Entonces, ¿qué es lo que iba mal? Tres son las razones más frecuentemente citadas:
1. Esperanzas insatisfechas. Hubo grandes frustraciones, claro, especialmente en el campo de la distensión. La cooperación con el Este encontró unos límites, y el cambio en el mundo oriental se revelaba geológicamente lento y lleno de riesgos, por añadidura. Pero Schmidt, cuando se oponía a resucitar la política de confrontación ' podía estar seguro del apoyo de la mayoría de los alemanes, e incluso de la mayoría de los europeos.
2. Promesas de reforma insostenibles. Ha habido mucho derroche innecesario. Mientras hubo crecimiento económico, los alemanes pudieron permitirse los lujos del Estado social. Pero cuando la economía dejó de crecer, las facturas sólo podían ser pagadas incrementando aún más las deudas públicas. El Gobierno de Schmidt podría haber hecho frente a esa situación reformando las reformas, pero los ideólogos de izquierda del partido socialdemócrata no le dieron muchas oportunidades. Estas quedaron reducidas a cero cuando los liberales, sus compañeros de coalición, optaron por medidas draconianas tipo Thatcher antes que por un ajuste gradual.
3. Desgaste de la coalición. Después de trece años comenzaron a aparecer el sudor y las lágrimas. La vejez dio paso a la decrepitud. Provocó disputas incontroladas e incontrolables, recriminaciones interminables, una permanente guerra de entrevistas. Durante casi dos años, el presupuesto era el único punto de la agenda. El Gobierno parecía actuar en un curioso aislamiento del resto del mundo. La nave espacial de Bonn perdió contacto con la realidad. Los múltiples desafíos -de los verdes, del movimiento pacifista, de los sindicatos, de los casi dos millones de parados- fueron despreciados. La en un tiempo enérgica política exterior de Schmidt degeneró en una débil rutina, una vez que la base doméstica quedó erosionada tan gravemente, que no servía ya como plataforma para una diplomacia agresiva.
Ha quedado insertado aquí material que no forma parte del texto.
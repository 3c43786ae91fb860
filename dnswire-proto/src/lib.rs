//! `dnswire-proto` provides the definition of the DNS message format as well as the means to
//! de-/serialize it from/to the wire format described in
//! [RFC 1035](https://www.rfc-editor.org/rfc/rfc1035). In simpler terms, you can build a query for
//! a hostname, and decode any query or response a nameserver sends back.
//!
//! It is used as the backend for the `dnswire` command line client, but does no I/O itself:
//! sending the bytes somewhere is up to you.
//!
//! # Basic usage example
//! ```rust
//! use dnswire_proto::{decode, encode_with_id, RecordType};
//!
//! let query = encode_with_id("example.com", RecordType::A, 0xabcd).unwrap();
//! assert_eq!(query.len(), 29);
//!
//! // queries and responses share one format, so the query can be decoded as well
//! let msg = decode(&query).unwrap();
//! assert_eq!(msg.header.id, 0xabcd);
//! assert_eq!(msg.questions[0].qname, "example.com");
//! assert_eq!(msg.questions[0].qtype, 1);
//! ```
//!
//! # Usage note
//! You can construct most structs directly, without using any `new()` method. In that case it is
//! possible to build inconsistent messages, e.g. a [`Message`] whose header counts don't match the
//! number of records. [`Message::encode()`] writes the header as it is.

use std::cmp::max;
use std::fmt::{self, Display};
use std::io::{Cursor, Write};

use byteorder::{NetworkEndian, ReadBytesExt, WriteBytesExt};
use log::debug;
use owo_colors::OwoColorize;
use rand::Rng;
#[cfg(feature = "serde")]
use serde::Serialize;
use strum_macros::EnumString;

mod bits;
pub mod error;
pub mod name;
pub mod rdata;

use error::DnsError;

pub use name::Name;
pub use rdata::RecordData;

/// Size of the fixed header every message starts with.
pub const HEADER_LEN: usize = 12;

/// The only query class used by this crate: Internet.
pub const CLASS_IN: u16 = 1;

/// Represents a DNS OpCode.
#[cfg_attr(feature = "serde", derive(Serialize))]
#[derive(PartialEq, Eq, Copy, Clone, Debug)]
pub enum Opcode {
    /// A standard query (`QUERY`).
    Standard,
    /// An inverse query (`IQUERY`, obsolete).
    Reverse,
    /// A server status request (`STATUS`).
    Status,
    /// Any other value of the four bit field.
    Other(u8),
}

/// Represents a DNS RCODE.
///
/// Only the codes of [RFC 1035](https://www.rfc-editor.org/rfc/rfc1035) have names.
#[cfg_attr(feature = "serde", derive(Serialize))]
#[derive(PartialEq, Eq, Copy, Clone, Debug)]
pub enum ResponseCode {
    Success,
    FormatError,
    ServerFailure,
    /// The queried domain name does not exist (`NXDOMAIN`).
    NameError,
    NotImplemented,
    Refused,
    Other(u8),
}

/// The record types a query can be made for.
///
/// This is deliberately closed: use [`RecordType::try_from()`] to convert a TYPE value from
/// elsewhere, and [`str::parse()`] for mnemonics like `"aaaa"`.
///
/// # Examples
/// ```rust
/// use dnswire_proto::RecordType;
///
/// assert_eq!("mx".parse::<RecordType>().ok(), Some(RecordType::MX));
/// assert_eq!(u16::from(RecordType::AAAA), 28);
/// assert!(RecordType::try_from(5).is_err());
/// ```
#[cfg_attr(feature = "serde", derive(Serialize))]
#[derive(PartialEq, Eq, Copy, Clone, EnumString, Debug)]
#[strum(ascii_case_insensitive)]
#[repr(u16)]
pub enum RecordType {
    A = 1,
    MX = 15,
    TXT = 16,
    AAAA = 28,
    ANY = 255,
}

/// Represents the flags of a [`Header`].
#[cfg_attr(feature = "serde", derive(Serialize))]
#[derive(PartialEq, Eq, Copy, Clone, Debug, Default)]
pub struct HeaderFlags {
    /// authoritative answer (valid in responses only)
    pub authoritative: bool,
    /// the message was truncated because it was too long for the transport
    pub truncated: bool,
    /// recursion desired (copied in answer if supported and accepted)
    pub recursion_desired: bool,
    /// valid in responses, indicating recursive query support in the name server
    pub recursion_available: bool,
}

/// Represents a DNS header.
#[cfg_attr(feature = "serde", derive(Serialize))]
#[derive(PartialEq, Eq, Clone, Debug)]
pub struct Header {
    /// Supplied by questioner and reflected back unchanged by responder.
    pub id: u16,
    /// False for queries, true for responses.
    pub is_response: bool,
    /// The [`Opcode`] of the message.
    pub opcode: Opcode,
    /// The [`HeaderFlags`] of the message.
    pub flags: HeaderFlags,
    /// The return/status code of the server. Only meaningful if `is_response` is set.
    pub response_code: ResponseCode,
    /// The number of questions.
    pub qdcount: u16,
    /// The number of answer resource records.
    pub ancount: u16,
    /// The number of name server resource records.
    pub nscount: u16,
    /// The number of additional resource records.
    pub arcount: u16,
}

/// Represents a DNS question, i.e. an entry in the question section of a DNS message.
#[cfg_attr(feature = "serde", derive(Serialize))]
#[derive(PartialEq, Eq, Clone, Debug)]
pub struct Question {
    /// The [`Name`] to query for.
    pub qname: Name,
    /// The TYPE value to query for.
    pub qtype: u16,
    /// The query CLASS (will almost always be [`CLASS_IN`]).
    pub qclass: u16,
}

/// Represents a DNS resource record, i.e. an entry in the answer, authority or additional section
/// of a DNS message.
#[cfg_attr(feature = "serde", derive(Serialize))]
#[derive(PartialEq, Eq, Clone, Debug)]
pub struct Record {
    /// The [`Name`] that this record is for.
    pub owner: Name,
    /// The TYPE value of this record.
    pub rtype: u16,
    /// The CLASS value of this record.
    pub class: u16,
    /// The amount of seconds this record may be cached for.
    pub ttl: u32,
    /// The length of the RDATA on the wire. For decoded records this may differ from the length
    /// of the encoded `rdata`, as names in the RDATA may have been compressed.
    pub rdlength: u16,
    /// The decoded RDATA.
    pub rdata: RecordData,
}

/// Represents a DNS message.
#[cfg_attr(feature = "serde", derive(Serialize))]
#[derive(PartialEq, Eq, Clone, Debug)]
pub struct Message {
    /// The message header.
    pub header: Header,
    /// The list of questions.
    pub questions: Vec<Question>,
    /// The list of answer resource records.
    pub answers: Vec<Record>,
    /// The list of name server resource records.
    pub authorities: Vec<Record>,
    /// The list of additional resource records.
    pub additionals: Vec<Record>,
    // bytes left after the declared sections when the message was parsed
    #[cfg_attr(feature = "serde", serde(skip))]
    trailing_bytes: usize,
}

/// Parses a DNS message from a buffer. See [`Message::parse()`].
pub fn decode(buffer: &[u8]) -> Result<Message, DnsError> {
    Message::parse(&mut Cursor::new(buffer))
}

/// Builds a query for `hostname` and returns it in wire format, ready to be sent to a nameserver.
///
/// The message ID is chosen randomly; use [`encode_with_id()`] to choose it yourself.
///
/// Returns an error if `hostname` is longer than 255 bytes, contains a label longer than 63
/// bytes, contains an empty label, or is not ASCII.
pub fn encode(hostname: &str, record_type: RecordType) -> Result<Vec<u8>, DnsError> {
    encode_with_id(hostname, record_type, rand::thread_rng().gen())
}

/// The same as [`encode()`], but with the given message ID.
///
/// # Examples
/// ```rust
/// use dnswire_proto::{encode_with_id, RecordType};
///
/// let query = encode_with_id("example.com", RecordType::AAAA, 0xabcd).unwrap();
/// assert_eq!(
///     query,
///     b"\xab\xcd\x01\x00\x00\x01\x00\x00\x00\x00\x00\x00\
///       \x07example\x03com\x00\x00\x1c\x00\x01"
/// );
/// ```
pub fn encode_with_id(
    hostname: &str,
    record_type: RecordType,
    id: u16,
) -> Result<Vec<u8>, DnsError> {
    let qname = Name::from_ascii(hostname)?;
    Message::new_query(qname, record_type, id).encode()
}

impl Opcode {
    /// Encodes an `Opcode` as the four bit value stored in the header.
    pub fn encode(&self) -> u8 {
        match self {
            Opcode::Standard => 0,
            Opcode::Reverse => 1,
            Opcode::Status => 2,
            Opcode::Other(x) => *x,
        }
    }

    /// Parses an `Opcode` from the four bit value stored in the header.
    pub fn parse(val: u8) -> Opcode {
        match val {
            0 => Opcode::Standard,
            1 => Opcode::Reverse,
            2 => Opcode::Status,
            x => Opcode::Other(x),
        }
    }

    /// Returns the lowercase description used in message dumps, `"?"` for unnamed values.
    pub fn description(&self) -> &'static str {
        match self {
            Opcode::Standard => "standard",
            Opcode::Reverse => "reverse",
            Opcode::Status => "status",
            Opcode::Other(_) => "?",
        }
    }
}
//! Wallet-identified users: sign-in nonces and admin resolution.
//!
//! Signature verification happens outside this service. It asks for a
//! challenge with [`issue_nonce`] and, once a signature checks out, calls
//! [`rotate_nonce`] so the same signature cannot be replayed.

use serde::Serialize;
use sqlx::SqlitePool;
use tracing::info;
use uuid::Uuid;

use crate::config::Config;
use crate::db;
use crate::errors::{AppError, Result};
use crate::models::parse_address;

pub fn new_nonce() -> String {
    Uuid::new_v4().simple().to_string()
}

/// Message the wallet is asked to sign.
pub fn sign_in_message(nonce: &str) -> String {
    format!("Welcome! Please sign this nonce: {nonce}")
}

#[derive(Debug, Clone, Serialize)]
pub struct NonceChallenge {
    pub address: String,
    pub nonce: String,
    pub message: String,
}

#[derive(Debug, Clone, Serialize)]
pub struct UserView {
    pub address: String,
    pub registered: bool,
    pub is_admin: bool,
    pub created_at: Option<i64>,
}

/// Get-or-create the user and hand out a fresh nonce.
pub async fn issue_nonce(pool: &SqlitePool, address: &str) -> Result<NonceChallenge> {
    let (_, address) = parse_address(address)?;
    let nonce = new_nonce();

    if db::get_user(pool, &address).await?.is_some() {
        db::set_nonce(pool, &address, &nonce).await?;
    } else {
        db::insert_user(pool, &address, &nonce).await?;
        info!("Registered user {address}");
    }

    Ok(NonceChallenge {
        message: sign_in_message(&nonce),
        address,
        nonce,
    })
}

/// Replace the nonce after a successful sign-in.
pub async fn rotate_nonce(pool: &SqlitePool, address: &str) -> Result<()> {
    let (_, address) = parse_address(address)?;
    if db::set_nonce(pool, &address, &new_nonce()).await? {
        Ok(())
    } else {
        Err(AppError::NotFound(format!("user {address}")))
    }
}

/// Admin if on the configured allow-list or flagged in the store.
pub async fn is_admin(pool: &SqlitePool, config: &Config, address: &str) -> Result<bool> {
    if config.is_listed_admin(address) {
        return Ok(true);
    }
    Ok(db::get_user(pool, &address.to_lowercase())
        .await?
        .map(|u| u.is_admin)
        .unwrap_or(false))
}

pub async fn get_user(pool: &SqlitePool, config: &Config, address: &str) -> Result<UserView> {
    let (_, address) = parse_address(address)?;
    let user = db::get_user(pool, &address).await?;
    Ok(UserView {
        is_admin: config.is_listed_admin(&address) || user.as_ref().is_some_and(|u| u.is_admin),
        registered: user.is_some(),
        created_at: user.map(|u| u.created_at),
        address,
    })
}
El mandato del canciller Schmidt fue singular por muchas razones. Su inteligencia, su elocuencia, su carácter incisivo y decidido sirvieron bien a su país durante muchos años. Su presencia en el escenario mundial reconfortó a muchos más allá de las fronteras alemanas. Sin embargo, al final, el hacedor, el hombre tan admirablemente dotado para la solución de las crisis, la imperturbable figura internacional, llegó, por usar su propia metáfora, "hasta el extremo del mástil". Entendió que había estado hinchando el pastel durante demasiado tiempo. Se dio cuenta de que la era de la abundancia había terminado. Reconoció la necesidad de un ajuste. En último término, no fue la combinación de la inflación, el desempleo y el crecimiento de casi cero lo que acabó con él, sino su fracaso en obtener un nuevo consenso con el que hacer frente a los importantes problemas de nuestro tiempo. Como muchas figuras menores en otras partes, se esforzó. Al final, tampoco lo consiguió.
Ahora que Schmidt se va, sólo una cosa está clara: los problemas que provocaron su ruina no se irán con él. Están insertos en los cimientos de nuestras sociedades. Será necesaria una nueva aproximación global para solucionarlos. Queda abierta la duda de si sus sucesores triunfarán donde él fracasó. Los alemanes no esperan ningún milagro. No creen en el culto del buque mercante: no esperan que un barco y un marinero les traigan deslumbrantes abalorios y la redención instantánea. Pero sí están dispuestos al cambio y al ahorro, en espera de que alguien les muestre el camino. En un último análisis, la tragedia de Schmidt fue que su propio partido le negó el mandato para hacer lo que es necesario en estos tiempos.